A proposta da Ficantieri para a Corveta Tamandaré reúne a também italiana Leonardo e o estaleiro Vard Promar. A proposta italiana se baseia no projeto original da Marinha do Brasil com a adição de inputs do fabricante italiano e seus parceiros.

A Fundação Ezute e a Ares Aeroespacial e Defesa foram contratadas para dar suporte ao consórcio.

Um fator importante que deve ser considerado é o fato da Ficantieri ser a dona do estaleiro VARD Promar no Brasil, não necessitando realizar parcerias com estaleiros nacionais que não tem expertise na construção de navios militares (situação comum aos outros escolhidos).

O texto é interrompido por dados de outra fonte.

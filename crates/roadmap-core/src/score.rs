use crate::config::ValidationConfig;
use crate::types::Decision;
use regex::Regex;
use serde::{Deserialize, Serialize};
use std::sync::OnceLock;

/// Maximum points per score-card item.
pub const ITEM_MAX: u32 = 25;

/// Maximum value of any 0-100 score.
pub const SCORE_MAX: u32 = 100;

// ---------------------------------------------------------------------------
// Score cards
// ---------------------------------------------------------------------------

/// Quality reviewer's four focus areas, 25 points each.
#[derive(Debug, Clone, Copy, Default, PartialEq, Eq, Serialize, Deserialize)]
pub struct QualityCard {
    pub completeness: u32,
    pub correctness: u32,
    pub consistency: u32,
    pub compliance: u32,
}

impl QualityCard {
    pub fn total(&self) -> u32 {
        [
            self.completeness,
            self.correctness,
            self.consistency,
            self.compliance,
        ]
        .iter()
        .map(|p| (*p).min(ITEM_MAX))
        .sum()
    }
}

/// Self-review questions, 25 points each.
#[derive(Debug, Clone, Copy, Default, PartialEq, Eq, Serialize, Deserialize)]
pub struct SelfReviewCard {
    pub q1_spec_coverage: u32,
    pub q2_path_conventions: u32,
    pub q3_critical_mistakes: u32,
    pub q4_traceability: u32,
}

impl SelfReviewCard {
    pub fn total(&self) -> u32 {
        [
            self.q1_spec_coverage,
            self.q2_path_conventions,
            self.q3_critical_mistakes,
            self.q4_traceability,
        ]
        .iter()
        .map(|p| (*p).min(ITEM_MAX))
        .sum()
    }
}

// ---------------------------------------------------------------------------
// ReviewerOutcome
// ---------------------------------------------------------------------------

/// What came back from an external reviewer.
#[derive(Debug, Clone, Copy, PartialEq, Eq, Serialize, Deserialize)]
#[serde(rename_all = "snake_case", tag = "outcome", content = "score")]
pub enum ReviewerOutcome {
    Scored(u32),
    ParseFailure,
    Timeout,
}

impl ReviewerOutcome {
    /// The score to aggregate. Failures degrade to the configured defaults.
    pub fn resolve(self, config: &ValidationConfig) -> u32 {
        match self {
            ReviewerOutcome::Scored(n) => n.min(SCORE_MAX),
            ReviewerOutcome::ParseFailure => config.parse_failure_score,
            ReviewerOutcome::Timeout => config.timeout_score,
        }
    }

    pub fn is_degraded(self) -> bool {
        !matches!(self, ReviewerOutcome::Scored(_))
    }
}

static FIRST_INTEGER_RE: OnceLock<Regex> = OnceLock::new();

fn first_integer_re() -> &'static Regex {
    FIRST_INTEGER_RE.get_or_init(|| Regex::new(r"\d+").unwrap())
}

/// Parse a free-text reviewer reply such as `"Score: 87/100"`. The first
/// integer is taken; none, or one above 100, is a parse failure.
pub fn parse_reviewer_score(raw: &str) -> ReviewerOutcome {
    let Some(m) = first_integer_re().find(raw) else {
        return ReviewerOutcome::ParseFailure;
    };
    match m.as_str().parse::<u32>() {
        Ok(n) if n <= SCORE_MAX => ReviewerOutcome::Scored(n),
        _ => ReviewerOutcome::ParseFailure,
    }
}

// ---------------------------------------------------------------------------
// Aggregation
// ---------------------------------------------------------------------------

#[derive(Debug, Clone, Copy, PartialEq, Eq, Serialize, Deserialize)]
pub struct ValidationResult {
    pub quality_score: u32,
    pub review_score: u32,
    pub final_score: u32,
    pub decision: Decision,
}

fn basis_points(weight: f64) -> u64 {
    (weight * 10_000.0).round().max(0.0) as u64
}

/// Weighted mean of the two scores, rounded half-up.
///
/// Computed in basis points so that `0.6 * 85 + 0.4 * 85` is exactly 85.
pub fn final_score(quality: u32, review: u32, config: &ValidationConfig) -> u32 {
    let q = u64::from(quality.min(SCORE_MAX));
    let r = u64::from(review.min(SCORE_MAX));
    let weighted = q * basis_points(config.quality_weight) + r * basis_points(config.review_weight);
    ((weighted + 5_000) / 10_000) as u32
}

/// `>= pass → PASS`, `>= revise → REVISE`, otherwise `REJECT`.
pub fn decide(final_score: u32, config: &ValidationConfig) -> Decision {
    if final_score >= config.pass_threshold {
        Decision::Pass
    } else if final_score >= config.revise_threshold {
        Decision::Revise
    } else {
        Decision::Reject
    }
}

pub fn aggregate(quality: u32, review: u32, config: &ValidationConfig) -> ValidationResult {
    let quality_score = quality.min(SCORE_MAX);
    let review_score = review.min(SCORE_MAX);
    let final_score = final_score(quality_score, review_score, config);
    let decision = decide(final_score, config);
    tracing::debug!(quality_score, review_score, final_score, %decision, "aggregated validation scores");
    ValidationResult {
        quality_score,
        review_score,
        final_score,
        decision,
    }
}

/// Aggregate two reviewer outcomes, degrading failures to their defaults.
pub fn aggregate_outcomes(
    quality: ReviewerOutcome,
    review: ReviewerOutcome,
    config: &ValidationConfig,
) -> ValidationResult {
    for (name, outcome) in [("quality", quality), ("review", review)] {
        if outcome.is_degraded() {
            tracing::warn!(reviewer = name, ?outcome, "reviewer score unavailable, using default");
        }
    }
    aggregate(quality.resolve(config), review.resolve(config), config)
}

// ---------------------------------------------------------------------------
// Revision loop
// ---------------------------------------------------------------------------

#[derive(Debug, Clone, Copy, PartialEq, Eq, Serialize, Deserialize)]
#[serde(rename_all = "snake_case", tag = "step")]
pub enum RevisionStep {
    Proceed,
    Revise { iteration: u32 },
    AcceptWithWarning,
    Reject,
}

/// Next action after a validation round. `completed` is the number of
/// revision iterations already performed.
pub fn next_step(decision: Decision, completed: u32, config: &ValidationConfig) -> RevisionStep {
    match decision {
        Decision::Pass => RevisionStep::Proceed,
        Decision::Revise if completed < config.max_revise_iterations => RevisionStep::Revise {
            iteration: completed + 1,
        },
        Decision::Revise => RevisionStep::AcceptWithWarning,
        Decision::Reject => RevisionStep::Reject,
    }
}

// ---------------------------------------------------------------------------
// Tests
// ---------------------------------------------------------------------------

Quanto a proposta do Naval Group para a Corveta Tamandaré, esta se baseia no navio multimissão Classe GOWIND 2500 existente e pacotes e compensações significativas de transferência de tecnologia (ToT).

A família GOWIND foi concebida para entregar embarcações muito fáceis de construir e manter, com alto grau de competitividade e com sistemas adaptáveis às missões e necessidades.

Segundo o Naval Group, devido a alta tecnologia envolvida, o desenho é muito simples, permitindo a construção dos navios em quase todos os estaleiros do mundo, inclusive estaleiros civis capacitados seguindo normas e procedimentos civis.

NOTA OFICIAL da MARINHA do BRASIL

Marinha do Brasil avança no Projeto “Classe Tamandaré”

A Marinha do Brasil, por intermédio da Diretoria de Gestão de Programas da Marinha (DGePM), em coordenação com a Empresa Gerencial de Projetos Navais (EMGEPRON), informa que a “Short List” para o Projeto CCT está composta pelos seguintes Consórcios, nomeados por ordem alfabética: “ÁGUAS AZUIS”, “DAMEN SAAB TAMANDARÉ”, “FLV” e “VILLEGAGNON”.

As avaliações das propostas e o processo decisório observaram as boas práticas de governança pública e princípios aplicáveis à Administração Pública, pautando-se nas avaliações globais das propostas com base nos critérios definidos na RFP nº40005/2017-1, considerando a qualidade técnica e a aderência aos interesses da MB/EMGEPRON.

Atenciosamente,

Centro de Comunicação Social da Marinha

As estimativas de custo para a construção de quatro navios Corveta Tamandaré chegam a BRL6,2 bilhões (USD1,5 bilhões).